This library provides a powerful and flexible generic iterator system for Go. It enables functional-style iteration, transformation, and aggregation of collections. It is inspired by the iterator protocols found in Python and Rust.


Table of Contents

  1. Installation
  2. Usage
  3. Features
  4. API Reference
  5. Examples
  6. Performance & Benchmarks
  7. Contributing
  8. License

Installation

go get -u github.com/amjadjibon/itertools

Usage

Here's a simple example to get you started.

package main

import (
    "fmt"
    "github.com/amjadjibon/itertools"
)

func main() {
    // Create an iterator from a slice
    iter := itertools.ToIter([]int{1, 2, 3, 4, 5})

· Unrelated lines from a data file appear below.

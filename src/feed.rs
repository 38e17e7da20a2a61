//! Background retrieval of package names from the remote release feed.
//!
//! One GET, one worker thread, no retry. The result crosses the thread
//! boundary over a channel so the caller can observe completion instead of
//! polling an unsynchronized field.

use std::fmt;
use std::sync::mpsc;
use std::thread;
use std::time::Duration;

use serde::Deserialize;

/// Fixed feed query: package ids as JSON, most downloaded first, top 100.
pub const FEED_URL: &str = "https://www.myget.org/F/aspnetrelease/api/v2/Packages()?$select=Id&$format=json&orderby=DownloadCount&$top=100";

const USER_AGENT: &str = concat!("kterm/", env!("CARGO_PKG_VERSION"));

/// JSON envelope: `{"d": [{"Id": "..."}]}`.
#[derive(Deserialize)]
struct FeedEnvelope {
    d: Vec<FeedEntry>,
}

#[derive(Deserialize)]
struct FeedEntry {
    #[serde(rename = "Id")]
    id: String,
}

/// Why a fetch produced no package list. `Display` is the recorded message.
#[derive(Debug)]
pub enum FetchError {
    /// The feed answered with a non-success status.
    Http(u16),
    /// Connection, DNS, or timeout failure.
    Network(String),
    /// The body was not the expected JSON envelope.
    Parse(String),
}

impl fmt::Display for FetchError {
    fn fmt(&self, f: &mut fmt::Formatter<'_>) -> fmt::Result {
        match self {
            FetchError::Http(code) => write!(f, "HTTP error {code} contacting the package feed"),
            FetchError::Network(reason) => {
                write!(f, "URL error {reason} contacting the package feed")
            }
            FetchError::Parse(reason) => {
                write!(f, "Unexpected package feed response: {reason}")
            }
        }
    }
}

impl std::error::Error for FetchError {}

/// One GET against `url`, decoding the feed envelope into an ordered list
/// of package ids. Exactly one attempt.
pub fn fetch_package_names(url: &str, timeout: Duration) -> Result<Vec<String>, FetchError> {
    let client = reqwest::blocking::Client::builder()
        .timeout(timeout)
        .build()
        .map_err(|e| FetchError::Network(e.to_string()))?;

    let response = client
        .get(url)
        .header("User-Agent", USER_AGENT)
        .send()
        .map_err(|e| FetchError::Network(e.to_string()))?;

    let status = response.status();
    if !status.is_success() {
        return Err(FetchError::Http(status.as_u16()));
    }

    let envelope: FeedEnvelope = response.json().map_err(|e| FetchError::Parse(e.to_string()))?;
    Ok(envelope.d.into_iter().map(|entry| entry.id).collect())
}

/// Handle to a fetch running on its own worker thread.
pub struct PackageFetch {
    rx: mpsc::Receiver<Result<Vec<String>, FetchError>>,
}

impl PackageFetch {
    /// Start one fetch against the fixed feed URL.
    pub fn spawn(timeout: Duration) -> Self {
        Self::spawn_against(FEED_URL.to_string(), timeout)
    }

    /// Start one fetch against an arbitrary URL (tests point this at a
    /// local server).
    pub fn spawn_against(url: String, timeout: Duration) -> Self {
        let (tx, rx) = mpsc::channel();
        thread::spawn(move || {
            let result = fetch_package_names(&url, timeout);
            if let Err(ref e) = result {
                eprintln!("[feed] {e}");
            }
            // The receiver may be gone when the caller lost interest.
            let _ = tx.send(result);
        });
        Self { rx }
    }

    /// Non-blocking: the result, if the worker has finished.
    pub fn poll(&self) -> Option<Result<Vec<String>, FetchError>> {
        self.rx.try_recv().ok()
    }

    /// Block until the worker finishes.
    pub fn wait(self) -> Result<Vec<String>, FetchError> {
        self.rx.recv().unwrap_or_else(|_| {
            Err(FetchError::Network(
                "worker thread terminated without a result".into(),
            ))
        })
    }
}

#[cfg(test)]
mod tests {
    use super::*;

    const TIMEOUT: Duration = Duration::from_secs(5);

    #[test]
    fn well_formed_response_yields_ordered_ids() {
        let mut server = mockito::Server::new();
        let _m = server
            .mock("GET", "/feed")
            .with_status(200)
            .with_header("content-type", "application/json")
            .with_body(r#"{"d":[{"Id":"Foo"},{"Id":"Bar"}]}"#)
            .create();

        let names = fetch_package_names(&format!("{}/feed", server.url()), TIMEOUT).unwrap();
        assert_eq!(names, vec!["Foo", "Bar"]);
    }

    #[test]
    fn extra_envelope_fields_are_ignored() {
        let mut server = mockito::Server::new();
        let _m = server
            .mock("GET", "/feed")
            .with_status(200)
            .with_body(r#"{"d":[{"Id":"Only","Version":"1.0.0"}],"next":"..."}"#)
            .create();

        let names = fetch_package_names(&format!("{}/feed", server.url()), TIMEOUT).unwrap();
        assert_eq!(names, vec!["Only"]);
    }

    #[test]
    fn http_error_is_recorded_with_its_status() {
        let mut server = mockito::Server::new();
        let _m = server.mock("GET", "/feed").with_status(500).create();

        let err = fetch_package_names(&format!("{}/feed", server.url()), TIMEOUT).unwrap_err();
        match err {
            FetchError::Http(code) => assert_eq!(code, 500),
            other => panic!("expected Http, got {other:?}"),
        }
        assert!(!err.to_string().is_empty());
    }

    #[test]
    fn connection_failure_is_a_network_error() {
        // Nothing listens on port 1.
        let err = fetch_package_names("http://127.0.0.1:1/feed", TIMEOUT).unwrap_err();
        assert!(matches!(err, FetchError::Network(_)));
        assert!(!err.to_string().is_empty());
    }

    #[test]
    fn malformed_body_is_a_parse_error() {
        let mut server = mockito::Server::new();
        let _m = server
            .mock("GET", "/feed")
            .with_status(200)
            .with_body("not json")
            .create();

        let err = fetch_package_names(&format!("{}/feed", server.url()), TIMEOUT).unwrap_err();
        assert!(matches!(err, FetchError::Parse(_)));
    }

    #[test]
    fn worker_hands_the_result_over_the_channel() {
        let mut server = mockito::Server::new();
        let _m = server
            .mock("GET", "/feed")
            .with_status(200)
            .with_body(r#"{"d":[{"Id":"A"},{"Id":"B"},{"Id":"C"}]}"#)
            .create();

        let fetch = PackageFetch::spawn_against(format!("{}/feed", server.url()), TIMEOUT);
        let names = fetch.wait().unwrap();
        assert_eq!(names, vec!["A", "B", "C"]);
    }

    #[test]
    fn poll_eventually_sees_the_result() {
        let mut server = mockito::Server::new();
        let _m = server
            .mock("GET", "/feed")
            .with_status(200)
            .with_body(r#"{"d":[]}"#)
            .create();

        let fetch = PackageFetch::spawn_against(format!("{}/feed", server.url()), TIMEOUT);
        let mut result = None;
        for _ in 0..100 {
            if let Some(r) = fetch.poll() {
                result = Some(r);
                break;
            }
            thread::sleep(Duration::from_millis(50));
        }
        let names = result.expect("worker never finished").unwrap();
        assert!(names.is_empty());
    }

    #[test]
    fn failed_worker_surfaces_over_the_channel_too() {
        let fetch = PackageFetch::spawn_against("http://127.0.0.1:1/feed".into(), TIMEOUT);
        assert!(fetch.wait().is_err());
    }
}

    // Filter even numbers, map them to their squares, and collect the result
    result := iter.Filter(func(x int) bool { return x%2 == 0 }).
        Map(func(x int) int { return x * x }).
        Collect()

    fmt.Println(result) // Output: [4, 16]
}

Features

  • Chainable API: Combine transformations like Filter, Map, Take, and Drop into one functional-style chain.
  • Laziness: Iterators are lazy; they only compute elements as needed.
  • Stream Support: Create iterators from channels, io.Reader, generators, and custom functions.
  • Context Support: Built-in context support for cancellable stream operations.
  • Composable: Supports operations like Zip, Chain, Union, Intersection, Difference, and Flatten.
  • Collection Methods: Collect items into slices, count them, partition them, and more.
  • Generalized Iterators: Supports all types, as it uses Go's generics.
  • Multiple Data Transformations: Sort, shuffle, reverse, compact, and manipulate iterator contents.

API Reference

Creating an Iterator

  1. From Slice

    iter := itertools.ToIter([]int{1, 2, 3, 4})
  2. Custom Sequences

    iter := itertools.NewIterator(1, 2, 3, 4)
  3. Repeated Values

    iter := itertools.Repeat(42, 5)
  4. Cycle

    iter := itertools.NewIterator(1, 2, 3).Cycle()

Stream Sources

Create lazy iterators from various stream sources:

Function Description
FromChannel(ch) Create iterator from a channel (consumes until closed)
FromChannelWithContext(ctx, ch) Channel iterator with cancellation support
FromReader(r) Create iterator from io.Reader (reads lines)
FromReaderWithContext(ctx, r) Reader iterator with cancellation support
FromCSV(r) Create iterator from CSV reader (yields []string rows)
FromCSVWithContext(ctx, r) CSV iterator with cancellation support
FromCSVWithHeaders(r) CSV iterator with header support (returns CSVRow)
FromCSVWithHeadersContext(ctx, r) CSV with headers and cancellation
FromFunc(fn) Create iterator from a generator function
FromFuncWithContext(ctx, fn) Generator with cancellation support
Range(start, end) Yields integers from start to end (exclusive)
RangeStep(start, end, step) Range with custom step size
Generate(fn) Infinite iterator by repeatedly calling function
GenerateWithContext(ctx, fn) Infinite generator with cancellation

Examples:

// From channel
ch := make(chan int)
go func() {
    for i := 0; i < 10; i++ {
        ch <- i
    }
    close(ch)
}()
iter := itertools.FromChannel(ch)
result := iter.Filter(func(x int) bool { return x%2 == 0 }).Collect()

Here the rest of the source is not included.